On March 2, 1848, he married Sarah Eliza Baughman of Detroit, daughter of Rev. John A. and Sarah (Harvey) Baughman at Adrian, Michigan. She was 16 years old at the time.

Country estates were of considerable interest to Hubbard. He consulted Andrew Jackson Downing's works on the subject and became enamored with the author's philosophy of country living in a romantic villa surrounded by semi-natural parks and gardens.

In 1853 Hubbard contracted with famed New York architect Alexander Jackson Davis to design several homes. Davis advised Hubbard to visit Llewellyn Park, a garden suburb that was one of the nation's first planned communities, and to inspect Haskell's Italian villa. These meetings resulted in the Vinewood estates, in which three Italianate homes were built on a rise 1/4 mile above the Detroit River. These were the Baughman-Scotten House, first occupied by Hubbard's in laws and later sold to Daniel Scotten, the Reeve House belonging to lumberman Christopher Reeve, and Vinewood, Hubbard's estate. Vinewood, after having been deeded to Grace Hospital in Detroit in 1913 and made the Miriam Memorial Branch, was demolished in 1933.

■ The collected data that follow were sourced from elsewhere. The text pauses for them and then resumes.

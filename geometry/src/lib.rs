//! Planar points, vectors and the few intersection routines needed to trace
//! straight rays through a rectangular pixel grid.

mod point;
mod vector;
mod rect;

pub use point::Point;
pub use vector::{Vector, Dot};
pub use rect::{Rect, Span};

pub type Length = f64;
pub type Angle  = f64;
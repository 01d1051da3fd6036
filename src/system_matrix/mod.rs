//! Calculation of system matrix elements (the pixels coupled to a single ray,
//! and their weights) for use in forward and backward projections.

// ----- The trait --------------------------------------------------------------------

/// Interface for tracing a single ray through the pixel grid
pub trait SystemMatrix {

    /// Place the pixels crossed by `ray`, and their weights, in the output
    /// parameter `system_matrix_row`, discarding its previous contents.
    fn update_system_matrix_row(
        system_matrix_row: &mut SystemMatrixRow,
        ray : &Ray,
        grid: &Grid,
    );

    // Sparse storage of the slice through the system matrix which corresponds
    // to the current ray. Allocating these anew for each ray had a noticeable
    // runtime cost, so we create them up-front and reuse them.
    fn buffers(grid: &Grid) -> SystemMatrixRow {
        SystemMatrixRow(Vec::with_capacity(grid.width + grid.height))
    }
}

// ----- Implementations of the trait -----------------------------------------------
pub mod siddon;
pub mod bresenham;
pub use siddon::Siddon;
pub use bresenham::Bresenham;

/// Run-time selection between the implementations of `SystemMatrix`
pub fn update_system_matrix_row(
    sampling: Sampling,
    system_matrix_row: &mut SystemMatrixRow,
    ray : &Ray,
    grid: &Grid,
) {
    match sampling {
        Sampling::Siddon    => Siddon   ::update_system_matrix_row(system_matrix_row, ray, grid),
        Sampling::Bresenham => Bresenham::update_system_matrix_row(system_matrix_row, ray, grid),
    }
}

// ----- Storage of system matrix elements. Only one row is relevant at any single time ------
pub type SystemMatrixElement = (Index2, Weight);

#[derive(Debug, Default, Clone, PartialEq)]
pub struct SystemMatrixRow(pub Vec<SystemMatrixElement>);

impl SystemMatrixRow {
    pub fn new(sampling: Sampling, ray: &Ray, grid: &Grid) -> Self {
        let mut row = Self::default();
        update_system_matrix_row(sampling, &mut row, ray, grid);
        row
    }
    pub fn iter(&self) -> std::slice::Iter<SystemMatrixElement> { self.0.iter() }
    pub fn clear(&mut self) { self.0.clear(); }
    pub fn total_weight(&self) -> Weight { self.iter().map(|(_, w)| w).sum() }
}

impl IntoIterator for SystemMatrixRow {
    type Item = SystemMatrixElement;
    type IntoIter = std::vec::IntoIter<Self::Item>;
    fn into_iter(self) -> Self::IntoIter {
        self.0.into_iter()
    }
}

impl<'a> IntoIterator for &'a SystemMatrixRow {
    type Item = SystemMatrixElement;
    type IntoIter = std::iter::Cloned<std::slice::Iter<'a, Self::Item>>;
    fn into_iter(self) -> Self::IntoIter {
        self.0.iter().cloned()
    }
}

/// Sum product of the weights in `system_matrix_row` and the corresponding
/// pixels of `image`: the line integral of `image` along the ray.
#[inline]
pub fn forward_project(system_matrix_row: &SystemMatrixRow, image: &ImageData) -> Intensity {
    let mut projection = 0.0;
    for (j, w) in system_matrix_row {
        projection += w * image[j]
    }
    projection
}

/// Smear `value` along the ray, recording how much of the ray fell in each
/// pixel in `hits`.
#[inline]
pub fn back_project(
    backprojection: &mut ImageData,
    hits: &mut ImageData,
    system_matrix_row: &SystemMatrixRow,
    value: Intensity,
) {
    for (j, w) in system_matrix_row {
        backprojection[j] += w * value;
        hits[j] += w;
    }
}

// ----- Imports ------------------------------------------------------------------------------------------
use crate::{
    Index2, Intensity, ImageData, Weight,
    config::Sampling,
    grid::Grid,
    ray::Ray,
};
use std::ops::{Index, IndexMut, Mul};
use crate::Length;

#[derive(Clone, Copy, Debug, PartialEq)]
pub struct Vector {
    pub x: Length,
    pub y: Length,
}

pub trait Dot<Rhs = Self> {
    type Output;
    fn dot(self, other: Rhs) -> Self::Output;
}

impl Dot for Vector {
    type Output = Length;
    fn dot(self, other: Self) -> Length { self.x * other.x + self.y * other.y }
}

impl Mul<f64> for Vector {
    type Output = Self;
    fn mul(self, rhs: f64) -> Self::Output {
        Vector {
            x: self.x * rhs,
            y: self.y * rhs,
        }
    }
}

impl Index<usize> for Vector {
    type Output = Length;
    fn index(&self, index: usize) -> &Self::Output {
        match index {
            0 => &self.x,
            1 => &self.y,
            _ => panic!("index {index} is out of bounds [0,1]")
        }
    }
}

impl IndexMut<usize> for Vector {
    fn index_mut(&mut self, index: usize) -> &mut Self::Output {
        match index {
            0 => &mut self.x,
            1 => &mut self.y,
            _ => panic!("index {index} is out of bounds [0,1]")
        }
    }
}

impl Vector {

    pub fn new(x: Length, y: Length) -> Self { Self { x, y } }

    pub fn magnitude(&self) -> Length { self.x.hypot(self.y) }

    pub fn normalize(self) -> Self { self * (1.0 / self.magnitude()) }

    /// Which component is smallest, and its value. Ties go to `x`.
    pub fn argmin(self) -> (usize, Length) {
        if self.y < self.x { (1, self.y) }
        else               { (0, self.x) }
    }
}
/// Parse image dimensions written as `WIDTHxHEIGHT` (e.g. `256x128`) into a
/// `(height, width)` shape.
pub fn parse_dims(s: &str) -> Result<Shape, String> {
    let (w, h) = s.split_once(['x', 'X'])
        .ok_or_else(|| format!("Could not find 'x' when parsing dimensions '{s}'"))?;
    let parse = |n: &str| n.trim().parse::<usize>()
        .map_err(|e| format!("Bad dimension '{n}' in '{s}': {e}"));
    let (width, height) = (parse(w)?, parse(h)?);
    if width == 0 || height == 0 {
        return Err(format!("Image dimensions must be positive, got '{s}'"))
    }
    Ok((height, width))
}

/// Smallest integer span which covers the diagonal of an image of this shape
pub fn diagonal_span((height, width): Shape) -> u32 {
    #[allow(clippy::cast_possible_truncation, clippy::cast_sign_loss)]
    let span = (height as f64).hypot(width as f64).ceil() as u32;
    span
}

/// Group numeric digits to facilitate reading long numbers
pub fn group_digits<F: std::fmt::Display>(n: F) -> String {
    use numsep::{separate, Locale};
    separate(n, Locale::English)
}

// ----- Imports ------------------------------------------------------------------------------------------
use crate::Shape;
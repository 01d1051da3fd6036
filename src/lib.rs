//! Simulated computed tomography: a fan of rays from a single emitter, swept
//! through half a turn around a 2D image, producing a sinogram by forward
//! projection and a reconstruction by filtered backprojection.

mod types;
pub use types::*;

mod error;
pub use error::{Error, Result};

pub mod config;
pub use config::{FilterKind, Projection, Sampling, ScanConfig};

pub mod ct;
pub use ct::{Ct, FrameSink, NoFrames, Phase, ScanOutput};

pub mod filter;
pub mod fom;
pub mod grid;
pub mod io;
pub mod phantom;
pub mod projector;
pub use projector::CancelToken;
pub mod ray;
pub mod scanner;
pub mod system_matrix;
pub mod utils;
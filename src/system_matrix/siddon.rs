//! Find the weights and indices of the pixels crossed by a single ray.
//!
//! The algorithm is centred around two key simplifications:
//!
//! 1. Express the pixel size in terms of the components of the ray's direction
//!    vector. This allows trivial calculation of how far we must move along the
//!    ray before reaching a pixel boundary, in either dimension.
//!
//! 2. Deal with direction through the sign of the index step: progress along
//!    the ray is always positive, and each dimension's index moves by `+1` or
//!    `-1` when a boundary in that dimension is crossed.
//!
//! The weight of each pixel is the length of the ray inside it.

use geometry::Span;

use crate::{Length, Point, Vector, grid::Grid, ray::Ray};

use super::{SystemMatrix, SystemMatrixRow};

pub struct Siddon;

impl SystemMatrix for Siddon {

    fn update_system_matrix_row(
        system_matrix_row: &mut SystemMatrixRow,
        ray : &Ray,
        grid: &Grid,
    ) {
        // Throw away previous ray's values
        system_matrix_row.clear();

        // Analyse point where ray hits grid
        match grid_hit(ray, grid) {
            // Ray missed grid: nothing to be done
            None => (),
            Some(GridHit { next_boundary, pixel_size, index, delta_index, remaining, length }) => {
                Self::update_smatrix_row(
                    system_matrix_row,
                    next_boundary, pixel_size,
                    index, delta_index, remaining,
                    length,
                );
            }
        }
    }
}

impl Siddon {

    /// For a single ray, place the weights and indices of the coupled pixels in
    /// `system_matrix_row` parameter. Using output parameters rather than return
    /// values, because this function is called in the inner loop, and allocating
    /// the vectors of results repeatedly, had a noticeable impact on performance.
    #[inline]
    pub fn update_smatrix_row(
        system_matrix_row: &mut SystemMatrixRow,
        mut next_boundary: Vector,
        pixel_size: Vector,
        mut index: [usize; 2],
        delta_index: [isize; 2],
        mut remaining: [usize; 2],
        length: Length,
    ) {
        // How far we have moved since entering the grid
        let mut here: Length = 0.0;

        loop {
            // Which pixel boundary will be hit next, and its position
            let (dimension, boundary_position) = next_boundary.argmin();
            let boundary_position = boundary_position.min(length);

            // The weight is the length of ray in this pixel
            let weight = boundary_position - here;

            // Store the index and weight of the pixel we have just crossed
            if weight > 0.0 {
                let [u, v] = index;
                system_matrix_row.0.push(([v, u], weight));
            }

            // Move along ray until it leaves this pixel
            here = boundary_position;

            // If we have traversed the whole grid, we're finished
            remaining[dimension] -= 1;
            if remaining[dimension] == 0 || here >= length { break; }

            // Find the next boundary in this dimension
            next_boundary[dimension] += pixel_size[dimension];

            // Move index across the boundary we are crossing
            index[dimension] = index[dimension].wrapping_add_signed(delta_index[dimension]);
        }
    }
}

/// Information about where and how a ray enters the grid, needed by the
/// tracing loop.
#[derive(Debug)]
pub struct GridHit {

    /// Distance along the ray, from the entry point, to the first boundary
    /// crossed in each dimension
    pub next_boundary: Vector,

    /// Distance along the ray needed to cross one pixel, in each dimension.
    /// Infinite in any dimension to which the ray is parallel.
    pub pixel_size: Vector,

    /// Grid-coordinate index `[u, v]` (column, row) of the first pixel
    pub index: [usize; 2],

    /// Direction in which the index changes when a boundary is crossed
    pub delta_index: [isize; 2],

    /// Number of boundaries left to cross in each dimension, counting the exit
    /// from the grid
    pub remaining: [usize; 2],

    /// Length of the ray inside the grid
    pub length: Length,
}

/// Figure out if the ray hits the grid, returning the data the tracing loop
/// needs if it does.
#[inline]
pub fn grid_hit(ray: &Ray, grid: &Grid) -> Option<GridHit> {
    let Span { enter, exit } = grid.clip(ray.emitter, ray.detector)?;

    let ray_length = ray.length();
    let length = (exit - enter) * ray_length;
    let entry_point: Point = ray.emitter.lerp(ray.detector, enter);

    let position  = grid.to_grid(entry_point);
    let direction = grid.direction_to_grid(ray.direction()).normalize();

    let mut next_boundary = Vector::new(0.0, 0.0);
    let mut pixel_size    = Vector::new(0.0, 0.0);
    let mut index       = [0; 2];
    let mut delta_index = [0; 2];
    let mut remaining   = [0; 2];

    for dim in 0..2 {
        let (x, d, n) = (position[dim], direction[dim], grid.n(dim));
        let i = grid.pixel_along(dim, x);
        index[dim] = i;
        pixel_size[dim] = 1.0 / d.abs();
        if d > 0.0 {
            next_boundary[dim] = (i as f64 + 1.0 - x) * pixel_size[dim];
            delta_index[dim] = 1;
            remaining[dim] = n - i;
        } else if d < 0.0 {
            next_boundary[dim] = (x - i as f64) * pixel_size[dim];
            delta_index[dim] = -1;
            remaining[dim] = i + 1;
        } else {
            // Never crosses a boundary in this dimension
            next_boundary[dim] = f64::INFINITY;
            remaining[dim] = usize::MAX;
        }
        // The entry point may lie on a boundary which the ray is leaving
        next_boundary[dim] = next_boundary[dim].max(0.0);
    }

    Some(GridHit { next_boundary, pixel_size, index, delta_index, remaining, length })
}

After 1854 Hubbard gave his chief attention to real estate and the lumber trade. Remaining interested in the agriculture of his adopted State he was made Trustee of the Agricultural Society, which in 1849 drafted a memorial and read by Hubbard to the Michigan legislature, calling for a State Agricultural College and Model Farm which was adopted in 1855 and is now Michigan State University. He was also a Trustee of the State Asylums for the Insane and for the Deaf and Dumb and served as trustee of the Detroit Museum of Art, a precursor to the Detroit Institute of Arts. He donated a significant amount of land to the City of Detroit to serve as the Western Boulevard which is now West Grand Boulevard, a major thoroughfare in the city of Detroit.
He was also a strong proponent of the acquisition of Belle Isle by the City of Detroit as a public park. He authored many scientific, literary, and historical papers, and in 1888 published a volume entitled "Memorials of a Half Century in Michigan and the Lake Regions".
In 1892 he received the honorary degree of LL.D. from his alma mater, Hamilton College.
There is a residence hall at Michigan State University named in his honor.

Hubbard died in 1896, and is buried in Elmwood Cemetery, Detroit.